Further, if green algae or the like propagate, it is possible that oxygen is supplied by this, and after that, the required amount of dissolved oxygen can be secured by operating only the pumping device.

[Brief description of drawings]

FIG. 1 is a front view of an embodiment of the present invention, FIG. 2 is a plan view of the same, FIG. 3 is an enlarged cross-sectional view of a pumping system, FIG. 4 is an explanatory view showing a state of pumping, and FIG. Similarly, a front view of another embodiment and FIG. 6 are plan views of the same. 1 ... Lake, 2 ... Intake pipe 3 ... Pump, 4 ... Water treatment tank 5,7 ... Pump, 6 ... Air treatment tank 9 ... Sprinkling pipe 13, 13a, 13b ... Water pumping device 14 ... … Pumping cylinder, 15 …… Air chamber 16 …… ・ Floating chamber, 17 …… Fixing device

Claims (2)

[Claims] 1. A water intake pipe is laid on the water bottom side of a river or a closed water area, and the base end of the water intake pipe is connected to the water supply side of the high oxygen water generator, and a sprinkling pipe for treated water of the high oxygen water generator.

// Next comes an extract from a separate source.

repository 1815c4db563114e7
pub mod supabase_storage_service;
pub mod traits;
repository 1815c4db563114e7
pub mod http;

Is laid on an oxygen-free water bottom, and an intermittent air pumping device for vertically circulating and convection water is installed in the closed water area. 2. A high oxygen water generator is provided with an air supply port on one side of a generation tower filled with a nitrogen adsorbent and a high oxygen air outlet on the other side, and the outlet is connected to a water treatment tank. The dissolved oxygen content improving apparatus according to claim 1, wherein the dissolved oxygen content is improved.